BEGIN SUPPLIED MATERIAL
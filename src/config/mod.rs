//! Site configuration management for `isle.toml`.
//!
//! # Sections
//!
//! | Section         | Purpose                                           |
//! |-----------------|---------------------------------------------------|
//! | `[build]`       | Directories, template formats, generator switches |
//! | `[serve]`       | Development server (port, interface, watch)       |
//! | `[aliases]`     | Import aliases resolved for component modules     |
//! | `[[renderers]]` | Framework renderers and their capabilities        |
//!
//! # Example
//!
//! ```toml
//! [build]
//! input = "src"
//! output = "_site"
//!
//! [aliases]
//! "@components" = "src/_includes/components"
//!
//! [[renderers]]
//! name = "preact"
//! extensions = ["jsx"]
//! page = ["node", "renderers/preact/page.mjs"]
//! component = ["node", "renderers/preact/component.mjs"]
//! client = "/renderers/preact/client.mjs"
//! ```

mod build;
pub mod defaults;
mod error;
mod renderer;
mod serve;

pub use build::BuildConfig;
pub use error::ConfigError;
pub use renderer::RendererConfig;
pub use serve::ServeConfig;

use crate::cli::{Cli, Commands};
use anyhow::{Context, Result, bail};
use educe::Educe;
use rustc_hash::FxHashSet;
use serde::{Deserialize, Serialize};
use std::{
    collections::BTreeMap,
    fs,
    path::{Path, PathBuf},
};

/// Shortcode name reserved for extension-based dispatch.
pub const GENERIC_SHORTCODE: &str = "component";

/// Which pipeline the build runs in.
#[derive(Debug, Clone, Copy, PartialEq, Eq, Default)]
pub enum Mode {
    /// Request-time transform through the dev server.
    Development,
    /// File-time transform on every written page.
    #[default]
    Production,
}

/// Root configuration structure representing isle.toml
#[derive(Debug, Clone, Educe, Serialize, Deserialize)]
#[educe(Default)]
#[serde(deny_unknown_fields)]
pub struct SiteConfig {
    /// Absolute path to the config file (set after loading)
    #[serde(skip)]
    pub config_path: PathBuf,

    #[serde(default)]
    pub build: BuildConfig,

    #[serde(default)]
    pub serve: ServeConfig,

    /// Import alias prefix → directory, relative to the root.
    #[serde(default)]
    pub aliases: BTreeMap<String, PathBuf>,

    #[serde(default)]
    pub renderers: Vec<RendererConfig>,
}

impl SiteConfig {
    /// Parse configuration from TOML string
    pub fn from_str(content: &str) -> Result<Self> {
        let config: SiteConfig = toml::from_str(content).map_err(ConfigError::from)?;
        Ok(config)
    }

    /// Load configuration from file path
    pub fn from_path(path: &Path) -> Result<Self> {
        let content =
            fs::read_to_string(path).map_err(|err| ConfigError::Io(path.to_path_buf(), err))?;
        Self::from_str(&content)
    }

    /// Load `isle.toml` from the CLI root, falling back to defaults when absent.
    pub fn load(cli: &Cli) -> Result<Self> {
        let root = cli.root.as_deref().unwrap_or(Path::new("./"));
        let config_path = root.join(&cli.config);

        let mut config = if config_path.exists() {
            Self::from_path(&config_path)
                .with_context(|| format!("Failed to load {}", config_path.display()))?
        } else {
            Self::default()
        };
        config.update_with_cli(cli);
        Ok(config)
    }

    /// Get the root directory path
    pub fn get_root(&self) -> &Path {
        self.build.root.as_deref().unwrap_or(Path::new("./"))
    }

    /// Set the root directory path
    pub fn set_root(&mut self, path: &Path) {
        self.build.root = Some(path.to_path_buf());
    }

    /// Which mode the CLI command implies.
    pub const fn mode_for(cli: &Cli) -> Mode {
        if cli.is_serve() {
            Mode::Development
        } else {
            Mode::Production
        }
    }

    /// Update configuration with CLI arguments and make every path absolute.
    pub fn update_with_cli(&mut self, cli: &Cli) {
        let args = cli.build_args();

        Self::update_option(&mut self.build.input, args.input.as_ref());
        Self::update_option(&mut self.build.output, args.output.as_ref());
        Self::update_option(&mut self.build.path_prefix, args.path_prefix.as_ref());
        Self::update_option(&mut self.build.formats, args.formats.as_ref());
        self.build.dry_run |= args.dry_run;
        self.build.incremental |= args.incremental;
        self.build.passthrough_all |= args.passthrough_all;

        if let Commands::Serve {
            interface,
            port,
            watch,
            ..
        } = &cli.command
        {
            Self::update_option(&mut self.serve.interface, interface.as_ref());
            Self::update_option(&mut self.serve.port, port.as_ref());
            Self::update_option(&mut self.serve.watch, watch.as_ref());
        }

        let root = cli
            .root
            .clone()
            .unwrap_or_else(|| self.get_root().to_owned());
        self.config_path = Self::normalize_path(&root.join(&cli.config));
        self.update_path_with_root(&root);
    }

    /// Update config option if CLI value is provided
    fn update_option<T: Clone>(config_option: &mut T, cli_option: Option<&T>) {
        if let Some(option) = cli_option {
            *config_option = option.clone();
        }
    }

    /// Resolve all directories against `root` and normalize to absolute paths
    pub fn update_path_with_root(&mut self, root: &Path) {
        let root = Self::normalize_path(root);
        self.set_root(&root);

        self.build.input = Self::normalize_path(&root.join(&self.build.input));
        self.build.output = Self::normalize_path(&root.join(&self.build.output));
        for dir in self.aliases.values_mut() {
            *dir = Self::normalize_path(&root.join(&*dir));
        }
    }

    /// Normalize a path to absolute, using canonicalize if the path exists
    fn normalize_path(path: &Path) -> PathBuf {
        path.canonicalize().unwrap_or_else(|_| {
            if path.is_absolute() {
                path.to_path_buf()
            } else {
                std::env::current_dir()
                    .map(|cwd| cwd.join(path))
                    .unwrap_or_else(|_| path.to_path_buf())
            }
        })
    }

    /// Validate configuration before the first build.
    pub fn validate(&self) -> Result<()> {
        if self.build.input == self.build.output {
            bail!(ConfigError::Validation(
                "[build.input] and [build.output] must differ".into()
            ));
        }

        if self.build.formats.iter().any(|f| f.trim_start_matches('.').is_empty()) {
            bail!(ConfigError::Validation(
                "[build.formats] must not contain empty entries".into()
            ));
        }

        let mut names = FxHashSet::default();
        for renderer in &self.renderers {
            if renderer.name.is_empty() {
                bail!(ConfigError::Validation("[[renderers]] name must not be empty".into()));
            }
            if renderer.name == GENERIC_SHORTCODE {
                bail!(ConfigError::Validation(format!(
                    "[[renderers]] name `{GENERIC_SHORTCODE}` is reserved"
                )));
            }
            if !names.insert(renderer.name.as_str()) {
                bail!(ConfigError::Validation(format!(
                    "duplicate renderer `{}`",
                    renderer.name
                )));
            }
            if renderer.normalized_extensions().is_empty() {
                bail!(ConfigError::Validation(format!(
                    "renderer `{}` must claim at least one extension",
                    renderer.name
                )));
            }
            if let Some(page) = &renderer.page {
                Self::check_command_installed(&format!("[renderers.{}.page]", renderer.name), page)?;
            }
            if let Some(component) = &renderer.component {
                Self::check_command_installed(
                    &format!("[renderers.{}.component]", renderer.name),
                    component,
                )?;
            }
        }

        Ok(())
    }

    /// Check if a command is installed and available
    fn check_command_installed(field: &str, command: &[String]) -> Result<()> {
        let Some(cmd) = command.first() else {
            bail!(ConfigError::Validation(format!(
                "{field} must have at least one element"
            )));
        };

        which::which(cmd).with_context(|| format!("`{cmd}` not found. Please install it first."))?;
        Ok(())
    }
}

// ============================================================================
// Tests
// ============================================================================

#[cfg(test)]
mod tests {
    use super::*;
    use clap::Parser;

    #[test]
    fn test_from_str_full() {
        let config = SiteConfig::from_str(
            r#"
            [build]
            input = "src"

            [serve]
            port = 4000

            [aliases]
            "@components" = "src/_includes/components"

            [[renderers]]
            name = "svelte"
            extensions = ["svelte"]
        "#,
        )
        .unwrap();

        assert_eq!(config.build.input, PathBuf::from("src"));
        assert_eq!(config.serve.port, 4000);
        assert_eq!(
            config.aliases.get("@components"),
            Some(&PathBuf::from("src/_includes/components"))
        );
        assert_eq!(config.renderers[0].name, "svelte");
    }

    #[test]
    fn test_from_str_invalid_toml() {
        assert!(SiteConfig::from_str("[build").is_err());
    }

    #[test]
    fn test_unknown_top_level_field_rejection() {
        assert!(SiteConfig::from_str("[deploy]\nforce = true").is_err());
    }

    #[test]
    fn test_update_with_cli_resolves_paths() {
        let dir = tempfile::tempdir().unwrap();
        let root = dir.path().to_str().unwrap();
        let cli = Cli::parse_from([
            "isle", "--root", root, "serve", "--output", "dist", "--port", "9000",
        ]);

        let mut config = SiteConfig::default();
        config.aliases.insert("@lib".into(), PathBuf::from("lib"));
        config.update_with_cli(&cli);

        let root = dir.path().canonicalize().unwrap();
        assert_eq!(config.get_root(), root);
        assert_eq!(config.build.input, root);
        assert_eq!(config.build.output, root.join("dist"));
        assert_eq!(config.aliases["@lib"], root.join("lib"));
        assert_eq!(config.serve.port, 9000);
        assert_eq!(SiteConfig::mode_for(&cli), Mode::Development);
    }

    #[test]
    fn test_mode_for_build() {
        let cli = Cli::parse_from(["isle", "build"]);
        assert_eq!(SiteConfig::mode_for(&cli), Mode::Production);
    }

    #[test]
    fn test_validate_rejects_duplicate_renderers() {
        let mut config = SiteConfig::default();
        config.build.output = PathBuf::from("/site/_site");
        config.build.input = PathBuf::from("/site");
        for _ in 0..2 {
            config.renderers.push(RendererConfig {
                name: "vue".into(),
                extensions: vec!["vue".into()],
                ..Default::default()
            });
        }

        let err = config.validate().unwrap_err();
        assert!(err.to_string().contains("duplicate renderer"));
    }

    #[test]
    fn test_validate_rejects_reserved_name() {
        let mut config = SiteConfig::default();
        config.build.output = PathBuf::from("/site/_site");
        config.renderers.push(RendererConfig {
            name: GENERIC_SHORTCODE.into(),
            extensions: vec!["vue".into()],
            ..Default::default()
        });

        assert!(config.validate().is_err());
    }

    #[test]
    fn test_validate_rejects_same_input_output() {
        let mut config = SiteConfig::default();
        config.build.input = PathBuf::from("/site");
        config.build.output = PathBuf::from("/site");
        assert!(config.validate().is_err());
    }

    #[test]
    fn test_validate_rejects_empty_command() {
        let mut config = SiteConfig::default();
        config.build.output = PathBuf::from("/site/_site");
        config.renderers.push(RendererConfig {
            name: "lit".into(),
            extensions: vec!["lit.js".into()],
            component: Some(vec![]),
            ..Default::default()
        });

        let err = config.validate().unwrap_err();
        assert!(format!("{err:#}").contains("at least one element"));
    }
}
END SUPPLIED MATERIAL
- INSTRUCTIONS TO FOLLOW -
What you write must be the entries restated word for word, from the opening line through the one holding "generator switches |", with nothing else.

- RESPONSE TO THIS TASK -
filename src/config/mod.rs
//! Site configuration management for `isle.toml`.
//!
//! # Sections
//!
//! | Section         | Purpose                                           |
//! |-----------------|---------------------------------------------------|
//! | `[build]`       | Directories, template formats, generator switches |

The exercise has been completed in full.